**ACTIVITY:**
Pick every line from the data below that contains the string "calls" and copy it.

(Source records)
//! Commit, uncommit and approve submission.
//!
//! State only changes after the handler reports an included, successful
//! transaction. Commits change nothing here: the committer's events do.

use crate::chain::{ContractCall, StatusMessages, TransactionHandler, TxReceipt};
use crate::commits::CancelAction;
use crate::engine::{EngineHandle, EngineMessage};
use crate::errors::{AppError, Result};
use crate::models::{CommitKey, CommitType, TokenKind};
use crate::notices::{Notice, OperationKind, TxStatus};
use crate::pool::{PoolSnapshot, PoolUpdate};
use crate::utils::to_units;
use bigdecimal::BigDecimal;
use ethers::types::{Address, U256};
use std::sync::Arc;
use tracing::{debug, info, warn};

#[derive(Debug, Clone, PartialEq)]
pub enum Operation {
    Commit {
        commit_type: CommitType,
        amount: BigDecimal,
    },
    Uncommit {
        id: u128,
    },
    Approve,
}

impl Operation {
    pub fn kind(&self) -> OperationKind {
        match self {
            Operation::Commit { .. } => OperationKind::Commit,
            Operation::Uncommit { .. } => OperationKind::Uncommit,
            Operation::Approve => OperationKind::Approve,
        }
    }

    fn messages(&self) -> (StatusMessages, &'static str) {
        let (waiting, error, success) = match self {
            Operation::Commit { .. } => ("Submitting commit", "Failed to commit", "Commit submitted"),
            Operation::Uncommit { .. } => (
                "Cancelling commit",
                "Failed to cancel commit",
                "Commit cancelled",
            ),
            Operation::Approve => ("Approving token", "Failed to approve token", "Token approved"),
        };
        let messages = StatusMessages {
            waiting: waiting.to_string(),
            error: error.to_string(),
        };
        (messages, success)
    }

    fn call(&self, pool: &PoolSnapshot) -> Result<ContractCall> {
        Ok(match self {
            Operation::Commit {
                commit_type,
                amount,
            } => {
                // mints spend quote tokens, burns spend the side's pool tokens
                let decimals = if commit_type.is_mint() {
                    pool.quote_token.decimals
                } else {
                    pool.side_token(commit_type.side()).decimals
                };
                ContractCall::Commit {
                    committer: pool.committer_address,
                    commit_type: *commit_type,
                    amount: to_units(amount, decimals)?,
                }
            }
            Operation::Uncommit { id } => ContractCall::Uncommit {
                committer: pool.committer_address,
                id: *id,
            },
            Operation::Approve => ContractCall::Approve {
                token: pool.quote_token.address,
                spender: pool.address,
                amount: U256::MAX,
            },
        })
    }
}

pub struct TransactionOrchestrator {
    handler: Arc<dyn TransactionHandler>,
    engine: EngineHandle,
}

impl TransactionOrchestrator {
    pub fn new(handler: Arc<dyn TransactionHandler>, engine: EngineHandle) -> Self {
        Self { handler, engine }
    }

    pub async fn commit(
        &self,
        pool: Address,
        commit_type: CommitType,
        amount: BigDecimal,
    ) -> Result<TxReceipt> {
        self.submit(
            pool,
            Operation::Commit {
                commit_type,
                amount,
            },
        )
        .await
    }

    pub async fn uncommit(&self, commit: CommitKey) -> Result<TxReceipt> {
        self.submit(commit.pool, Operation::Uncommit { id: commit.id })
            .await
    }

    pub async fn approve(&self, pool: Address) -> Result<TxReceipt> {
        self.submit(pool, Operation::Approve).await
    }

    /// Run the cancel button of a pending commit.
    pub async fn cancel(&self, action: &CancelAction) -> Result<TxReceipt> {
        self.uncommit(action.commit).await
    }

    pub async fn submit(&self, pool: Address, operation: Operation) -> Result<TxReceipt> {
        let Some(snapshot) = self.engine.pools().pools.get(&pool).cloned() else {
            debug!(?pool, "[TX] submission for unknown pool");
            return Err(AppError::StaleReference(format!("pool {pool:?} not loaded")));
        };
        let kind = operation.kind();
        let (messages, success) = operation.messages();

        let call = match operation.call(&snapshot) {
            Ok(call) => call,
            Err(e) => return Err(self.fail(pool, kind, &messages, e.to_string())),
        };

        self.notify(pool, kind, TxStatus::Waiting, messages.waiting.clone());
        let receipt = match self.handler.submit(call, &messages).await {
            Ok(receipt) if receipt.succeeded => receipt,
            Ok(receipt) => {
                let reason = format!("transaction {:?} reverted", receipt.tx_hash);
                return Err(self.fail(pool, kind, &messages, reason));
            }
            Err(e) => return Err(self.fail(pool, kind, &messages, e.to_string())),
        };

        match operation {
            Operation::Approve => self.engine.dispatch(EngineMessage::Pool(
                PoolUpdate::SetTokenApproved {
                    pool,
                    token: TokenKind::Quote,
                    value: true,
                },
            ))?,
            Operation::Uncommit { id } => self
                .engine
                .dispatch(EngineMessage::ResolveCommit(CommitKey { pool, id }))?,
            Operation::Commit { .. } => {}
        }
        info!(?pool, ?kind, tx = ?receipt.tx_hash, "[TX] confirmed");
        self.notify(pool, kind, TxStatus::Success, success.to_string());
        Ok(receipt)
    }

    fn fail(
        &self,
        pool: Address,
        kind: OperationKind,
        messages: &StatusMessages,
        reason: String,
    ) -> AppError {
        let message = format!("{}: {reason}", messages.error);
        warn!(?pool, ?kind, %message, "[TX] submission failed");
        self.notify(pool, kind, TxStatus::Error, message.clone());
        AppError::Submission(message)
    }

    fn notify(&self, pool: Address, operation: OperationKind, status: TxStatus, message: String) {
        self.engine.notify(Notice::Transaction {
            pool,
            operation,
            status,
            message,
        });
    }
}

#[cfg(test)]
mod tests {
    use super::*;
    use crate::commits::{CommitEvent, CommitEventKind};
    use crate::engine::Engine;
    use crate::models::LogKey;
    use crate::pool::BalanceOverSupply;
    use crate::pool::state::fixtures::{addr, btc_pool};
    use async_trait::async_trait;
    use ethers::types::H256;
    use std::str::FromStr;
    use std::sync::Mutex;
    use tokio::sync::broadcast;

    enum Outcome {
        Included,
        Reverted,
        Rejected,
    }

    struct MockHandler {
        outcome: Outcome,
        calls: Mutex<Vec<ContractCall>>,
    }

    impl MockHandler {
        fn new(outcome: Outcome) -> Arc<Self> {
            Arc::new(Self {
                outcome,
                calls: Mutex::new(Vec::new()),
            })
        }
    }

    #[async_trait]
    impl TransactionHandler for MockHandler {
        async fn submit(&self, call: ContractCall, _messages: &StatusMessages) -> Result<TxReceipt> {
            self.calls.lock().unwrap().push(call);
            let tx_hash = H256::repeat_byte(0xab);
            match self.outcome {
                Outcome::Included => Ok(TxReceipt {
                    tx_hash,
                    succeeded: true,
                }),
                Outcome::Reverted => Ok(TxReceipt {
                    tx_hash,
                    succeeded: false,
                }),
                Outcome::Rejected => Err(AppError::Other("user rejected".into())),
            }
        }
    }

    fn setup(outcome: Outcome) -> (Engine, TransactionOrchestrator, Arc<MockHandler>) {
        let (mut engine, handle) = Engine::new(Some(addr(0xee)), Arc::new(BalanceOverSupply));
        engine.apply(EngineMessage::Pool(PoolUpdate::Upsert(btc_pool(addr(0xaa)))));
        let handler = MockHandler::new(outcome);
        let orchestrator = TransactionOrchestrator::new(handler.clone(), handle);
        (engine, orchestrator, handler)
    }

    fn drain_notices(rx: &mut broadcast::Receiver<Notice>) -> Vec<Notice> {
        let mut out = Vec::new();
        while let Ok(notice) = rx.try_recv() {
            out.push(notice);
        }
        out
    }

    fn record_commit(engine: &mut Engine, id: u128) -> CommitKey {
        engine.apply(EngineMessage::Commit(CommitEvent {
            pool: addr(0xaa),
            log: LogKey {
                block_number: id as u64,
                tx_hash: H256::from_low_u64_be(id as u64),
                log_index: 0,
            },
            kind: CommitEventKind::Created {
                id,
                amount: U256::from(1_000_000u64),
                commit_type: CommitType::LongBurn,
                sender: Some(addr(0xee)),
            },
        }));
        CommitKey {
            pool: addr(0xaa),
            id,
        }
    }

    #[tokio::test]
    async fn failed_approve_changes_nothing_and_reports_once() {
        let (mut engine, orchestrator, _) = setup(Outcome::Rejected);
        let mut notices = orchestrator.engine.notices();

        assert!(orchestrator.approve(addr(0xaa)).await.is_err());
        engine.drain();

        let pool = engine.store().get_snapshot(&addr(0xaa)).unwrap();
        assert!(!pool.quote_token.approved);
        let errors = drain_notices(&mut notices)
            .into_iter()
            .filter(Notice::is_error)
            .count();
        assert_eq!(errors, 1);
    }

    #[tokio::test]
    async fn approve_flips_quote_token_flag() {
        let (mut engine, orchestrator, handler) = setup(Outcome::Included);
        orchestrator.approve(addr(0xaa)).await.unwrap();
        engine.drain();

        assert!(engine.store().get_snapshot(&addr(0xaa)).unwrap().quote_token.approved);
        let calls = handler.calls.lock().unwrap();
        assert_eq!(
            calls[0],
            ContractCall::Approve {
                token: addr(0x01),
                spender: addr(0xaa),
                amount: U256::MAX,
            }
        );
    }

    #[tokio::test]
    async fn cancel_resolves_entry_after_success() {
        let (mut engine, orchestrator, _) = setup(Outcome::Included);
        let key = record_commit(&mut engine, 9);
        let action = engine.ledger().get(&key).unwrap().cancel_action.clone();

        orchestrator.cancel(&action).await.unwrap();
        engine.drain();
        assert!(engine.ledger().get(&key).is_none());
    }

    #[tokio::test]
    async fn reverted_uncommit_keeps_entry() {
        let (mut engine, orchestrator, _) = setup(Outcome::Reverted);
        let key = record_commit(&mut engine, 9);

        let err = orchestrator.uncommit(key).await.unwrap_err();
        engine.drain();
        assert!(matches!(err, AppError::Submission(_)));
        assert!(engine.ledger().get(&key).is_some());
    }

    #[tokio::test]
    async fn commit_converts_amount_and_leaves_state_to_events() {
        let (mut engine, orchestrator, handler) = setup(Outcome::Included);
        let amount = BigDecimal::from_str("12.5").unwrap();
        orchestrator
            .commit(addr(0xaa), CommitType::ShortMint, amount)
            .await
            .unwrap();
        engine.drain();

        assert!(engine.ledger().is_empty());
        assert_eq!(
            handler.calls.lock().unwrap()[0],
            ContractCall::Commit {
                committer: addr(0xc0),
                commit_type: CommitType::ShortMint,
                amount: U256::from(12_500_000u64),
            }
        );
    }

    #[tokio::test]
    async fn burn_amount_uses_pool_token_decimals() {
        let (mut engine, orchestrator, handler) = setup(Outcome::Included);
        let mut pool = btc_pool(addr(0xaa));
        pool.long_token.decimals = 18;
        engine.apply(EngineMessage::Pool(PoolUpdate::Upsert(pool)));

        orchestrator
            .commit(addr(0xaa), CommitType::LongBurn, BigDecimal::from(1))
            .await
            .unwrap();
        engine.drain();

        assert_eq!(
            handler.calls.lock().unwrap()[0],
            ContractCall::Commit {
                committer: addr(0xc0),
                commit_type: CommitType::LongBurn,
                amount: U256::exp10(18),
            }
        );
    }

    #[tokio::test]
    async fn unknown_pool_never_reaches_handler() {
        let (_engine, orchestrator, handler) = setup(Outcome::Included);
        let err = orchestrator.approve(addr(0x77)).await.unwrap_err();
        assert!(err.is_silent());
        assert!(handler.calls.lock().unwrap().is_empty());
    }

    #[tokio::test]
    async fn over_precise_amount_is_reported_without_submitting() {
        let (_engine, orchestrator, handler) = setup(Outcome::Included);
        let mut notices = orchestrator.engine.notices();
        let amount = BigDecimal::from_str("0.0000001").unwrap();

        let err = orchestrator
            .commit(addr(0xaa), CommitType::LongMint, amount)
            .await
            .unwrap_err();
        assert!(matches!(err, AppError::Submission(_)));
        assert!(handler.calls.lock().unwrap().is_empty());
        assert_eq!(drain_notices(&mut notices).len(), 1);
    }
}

**SOLUTION FOR THIS PROBLEM:**
        calls: Mutex<Vec<ContractCall>>,
                calls: Mutex::new(Vec::new()),
            self.calls.lock().unwrap().push(call);
        let calls = handler.calls.lock().unwrap();
            calls[0],
            handler.calls.lock().unwrap()[0],
            handler.calls.lock().unwrap()[0],
        assert!(handler.calls.lock().unwrap().is_empty());
        assert!(handler.calls.lock().unwrap().is_empty());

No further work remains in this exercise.